[[ EXCERPTED RECORDS open ]]

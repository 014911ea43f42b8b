//! Taiwan Futures Exchange daily CSV download.

use super::{csv_table, FetchOutcome, ACCEPT_LANGUAGE, HTML_ACCEPT};
use crate::calendar::iso_to_slash;
use crate::domain::Venue;
use crate::error::SourceError;
use crate::http_client::{HttpRequest, HttpResponse};

const DOWNLOAD_URL: &str = "https://www.taifex.com.tw/cht/3/futDataDown";

pub(super) fn request(date: &str) -> Result<HttpRequest, SourceError> {
    let slash =
        iso_to_slash(date).map_err(|error| SourceError::fetch(Venue::Taifex, error.to_string()))?;
    Ok(HttpRequest::post(DOWNLOAD_URL)
        .with_header("user-agent", "Mozilla/5.0 (Windows NT 10.0; Win64; x64)")
        .with_header("accept", HTML_ACCEPT)
        .with_header("accept-language", ACCEPT_LANGUAGE)
        .with_header("origin", "https://www.taifex.com.tw")
        .with_header("referer", "https://www.taifex.com.tw/cht/3/dlFutDailyMarketView")
        .with_form(&[
            ("down_type", "1"),
            ("commodity_id", "all"),
            ("queryStartDate", &slash),
            ("queryEndDate", &slash),
        ])
        .with_default_charset("big5"))
}

/// The exchange answers a date without trading with an error status, an empty
/// body or an HTML page instead of CSV.
pub(super) fn parse(response: &HttpResponse) -> Result<FetchOutcome, SourceError> {
    if !response.is_success() {
        return Ok(FetchOutcome::empty(format!("HTTP status {}", response.status)));
    }
    let body = response.body.trim_start_matches('\u{feff}').trim();
    if body.is_empty() {
        return Ok(FetchOutcome::empty("empty download"));
    }
    if body.starts_with('<') {
        return Ok(FetchOutcome::empty("no CSV for the date"));
    }
    csv_table(Venue::Taifex, body).map(FetchOutcome::from_table)
}
use serde::Serialize;
use twstock_core::{plan_task, FetchUnit, Task, Venue};

use crate::cli::PlanArgs;
use crate::error::CliError;

use super::CommandResult;

#[derive(Debug, Serialize)]
struct PlanData {
    task: Task,
    table: &'static str,
    venues: &'static [Venue],
    units: Vec<FetchUnit>,
    /// One request per venue per unit.
    requests: usize,
}

pub fn run(args: &PlanArgs) -> Result<CommandResult, CliError> {
    let (task, units) = plan_task(&args.task, args.start.as_deref(), args.end.as_deref())?;
    let venues = task.kind().venues();
    let data = PlanData {
        task,
        table: task.table_name(),
        venues,
        requests: units.len() * venues.len(),
        units,
    };
    Ok(CommandResult::ok(serde_json::to_value(data)?))
}
use std::fmt::{Display, Formatter};

use serde::Serialize;

/// One of the six canonical record kinds.
#[derive(Debug, Clone, Copy, PartialEq, Eq, Hash, Serialize)]
#[serde(rename_all = "snake_case")]
pub enum DataKind {
    StockPrice,
    FuturesDaily,
    StockInfo,
    InstitutionalInvestor,
    MarginShortSale,
    TdccShareholding,
}

impl DataKind {
    pub const ALL: [DataKind; 6] = [
        Self::StockPrice,
        Self::FuturesDaily,
        Self::StockInfo,
        Self::InstitutionalInvestor,
        Self::MarginShortSale,
        Self::TdccShareholding,
    ];

    pub const fn as_str(self) -> &'static str {
        match self {
            Self::StockPrice => "stock_price",
            Self::FuturesDaily => "futures_daily",
            Self::StockInfo => "stock_info",
            Self::InstitutionalInvestor => "institutional_investor",
            Self::MarginShortSale => "margin_short_sale",
            Self::TdccShareholding => "tdcc_shareholding",
        }
    }

    /// Venues publishing this kind, in fetch order.
    pub const fn venues(self) -> &'static [Venue] {
        match self {
            Self::StockPrice
            | Self::StockInfo
            | Self::InstitutionalInvestor
            | Self::MarginShortSale => &[Venue::Twse, Venue::Tpex],
            Self::FuturesDaily => &[Venue::Taifex],
            Self::TdccShareholding => &[Venue::Tdcc],
        }
    }

    /// Whether each fetch unit is a trading date rather than the latest snapshot.
    pub const fn is_dated(self) -> bool {
        !matches!(self, Self::StockInfo | Self::TdccShareholding)
    }
}

impl Display for DataKind {
    fn fmt(&self, f: &mut Formatter<'_>) -> std::fmt::Result {
        f.write_str(self.as_str())
    }
}

/// Publisher of a raw table.
#[derive(Debug, Clone, Copy, PartialEq, Eq, Hash, Serialize)]
#[serde(rename_all = "lowercase")]
pub enum Venue {
    /// Taiwan Stock Exchange, main board.
    Twse,
    /// Taipei Exchange, OTC board.
    Tpex,
    /// Taiwan Futures Exchange.
    Taifex,
    /// Taiwan Depository & Clearing Corporation.
    Tdcc,
}

impl Venue {
    pub const fn as_str(self) -> &'static str {
        match self {
            Self::Twse => "twse",
            Self::Tpex => "tpex",
            Self::Taifex => "taifex",
            Self::Tdcc => "tdcc",
        }
    }
}

impl Display for Venue {
    fn fmt(&self, f: &mut Formatter<'_>) -> std::fmt::Result {
        f.write_str(self.as_str())
    }
}

/// What a single request asks for.
#[derive(Debug, Clone, PartialEq, Eq, Serialize)]
#[serde(tag = "type", content = "date", rename_all = "snake_case")]
pub enum FetchUnit {
    /// One trading date, ISO-8601.
    Date(String),
    /// The source's current snapshot.
    Latest,
}

impl FetchUnit {
    pub fn date(&self) -> Option<&str> {
        match self {
            Self::Date(date) => Some(date.as_str()),
            Self::Latest => None,
        }
    }
}

impl Display for FetchUnit {
    fn fmt(&self, f: &mut Formatter<'_>) -> std::fmt::Result {
        match self {
            Self::Date(date) => f.write_str(date),
            Self::Latest => f.write_str("latest"),
        }
    }
}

[[ EXCERPTED RECORDS closed ]]

**BRIEF:**
Set every record down word for word, omitting none.

**ANSWER SECTION:**
repository 014911ea43f42b8b
//! Taiwan Futures Exchange daily CSV download.

use super::{csv_table, FetchOutcome, ACCEPT_LANGUAGE, HTML_ACCEPT};
use crate::calendar::iso_to_slash;
use crate::domain::Venue;
use crate::error::SourceError;
use crate::http_client::{HttpRequest, HttpResponse};

const DOWNLOAD_URL: &str = "https://www.taifex.com.tw/cht/3/futDataDown";

pub(super) fn request(date: &str) -> Result<HttpRequest, SourceError> {
    let slash =
        iso_to_slash(date).map_err(|error| SourceError::fetch(Venue::Taifex, error.to_string()))?;
    Ok(HttpRequest::post(DOWNLOAD_URL)
        .with_header("user-agent", "Mozilla/5.0 (Windows NT 10.0; Win64; x64)")
        .with_header("accept", HTML_ACCEPT)
        .with_header("accept-language", ACCEPT_LANGUAGE)
        .with_header("origin", "https://www.taifex.com.tw")
        .with_header("referer", "https://www.taifex.com.tw/cht/3/dlFutDailyMarketView")
        .with_form(&[
            ("down_type", "1"),
            ("commodity_id", "all"),
            ("queryStartDate", &slash),
            ("queryEndDate", &slash),
        ])
        .with_default_charset("big5"))
}

/// The exchange answers a date without trading with an error status, an empty
/// body or an HTML page instead of CSV.
pub(super) fn parse(response: &HttpResponse) -> Result<FetchOutcome, SourceError> {
    if !response.is_success() {
        return Ok(FetchOutcome::empty(format!("HTTP status {}", response.status)));
    }
    let body = response.body.trim_start_matches('\u{feff}').trim();
    if body.is_empty() {
        return Ok(FetchOutcome::empty("empty download"));
    }
    if body.starts_with('<') {
        return Ok(FetchOutcome::empty("no CSV for the date"));
    }
    csv_table(Venue::Taifex, body).map(FetchOutcome::from_table)
}
use serde::Serialize;
use twstock_core::{plan_task, FetchUnit, Task, Venue};

use crate::cli::PlanArgs;
use crate::error::CliError;

use super::CommandResult;

#[derive(Debug, Serialize)]
struct PlanData {
    task: Task,
    table: &'static str,
    venues: &'static [Venue],
    units: Vec<FetchUnit>,
    /// One request per venue per unit.
    requests: usize,
}

pub fn run(args: &PlanArgs) -> Result<CommandResult, CliError> {
    let (task, units) = plan_task(&args.task, args.start.as_deref(), args.end.as_deref())?;
    let venues = task.kind().venues();
    let data = PlanData {
        task,
        table: task.table_name(),
        venues,
        requests: units.len() * venues.len(),
        units,
    };
    Ok(CommandResult::ok(serde_json::to_value(data)?))
}
use std::fmt::{Display, Formatter};

use serde::Serialize;

/// One of the six canonical record kinds.
#[derive(Debug, Clone, Copy, PartialEq, Eq, Hash, Serialize)]
#[serde(rename_all = "snake_case")]
pub enum DataKind {
    StockPrice,
    FuturesDaily,
    StockInfo,
    InstitutionalInvestor,
    MarginShortSale,
    TdccShareholding,
}

impl DataKind {
    pub const ALL: [DataKind; 6] = [
        Self::StockPrice,
        Self::FuturesDaily,
        Self::StockInfo,
        Self::InstitutionalInvestor,
        Self::MarginShortSale,
        Self::TdccShareholding,
    ];

    pub const fn as_str(self) -> &'static str {
        match self {
            Self::StockPrice => "stock_price",
            Self::FuturesDaily => "futures_daily",
            Self::StockInfo => "stock_info",
            Self::InstitutionalInvestor => "institutional_investor",
            Self::MarginShortSale => "margin_short_sale",
            Self::TdccShareholding => "tdcc_shareholding",
        }
    }

    /// Venues publishing this kind, in fetch order.
    pub const fn venues(self) -> &'static [Venue] {
        match self {
            Self::StockPrice
            | Self::StockInfo
            | Self::InstitutionalInvestor
            | Self::MarginShortSale => &[Venue::Twse, Venue::Tpex],
            Self::FuturesDaily => &[Venue::Taifex],
            Self::TdccShareholding => &[Venue::Tdcc],
        }
    }

    /// Whether each fetch unit is a trading date rather than the latest snapshot.
    pub const fn is_dated(self) -> bool {
        !matches!(self, Self::StockInfo | Self::TdccShareholding)
    }
}

impl Display for DataKind {
    fn fmt(&self, f: &mut Formatter<'_>) -> std::fmt::Result {
        f.write_str(self.as_str())
    }
}

/// Publisher of a raw table.
#[derive(Debug, Clone, Copy, PartialEq, Eq, Hash, Serialize)]
#[serde(rename_all = "lowercase")]
pub enum Venue {
    /// Taiwan Stock Exchange, main board.
    Twse,
    /// Taipei Exchange, OTC board.
    Tpex,
    /// Taiwan Futures Exchange.
    Taifex,
    /// Taiwan Depository & Clearing Corporation.
    Tdcc,
}

impl Venue {
    pub const fn as_str(self) -> &'static str {
        match self {
            Self::Twse => "twse",
            Self::Tpex => "tpex",
            Self::Taifex => "taifex",
            Self::Tdcc => "tdcc",
        }
    }
}

impl Display for Venue {
    fn fmt(&self, f: &mut Formatter<'_>) -> std::fmt::Result {
        f.write_str(self.as_str())
    }
}

/// What a single request asks for.
#[derive(Debug, Clone, PartialEq, Eq, Serialize)]
#[serde(tag = "type", content = "date", rename_all = "snake_case")]
pub enum FetchUnit {
    /// One trading date, ISO-8601.
    Date(String),
    /// The source's current snapshot.
    Latest,
}

impl FetchUnit {
    pub fn date(&self) -> Option<&str> {
        match self {
            Self::Date(date) => Some(date.as_str()),
            Self::Latest => None,
        }
    }
}

impl Display for FetchUnit {
    fn fmt(&self, f: &mut Formatter<'_>) -> std::fmt::Result {
        match self {
            Self::Date(date) => f.write_str(date),
            Self::Latest => f.write_str("latest"),
        }
    }
}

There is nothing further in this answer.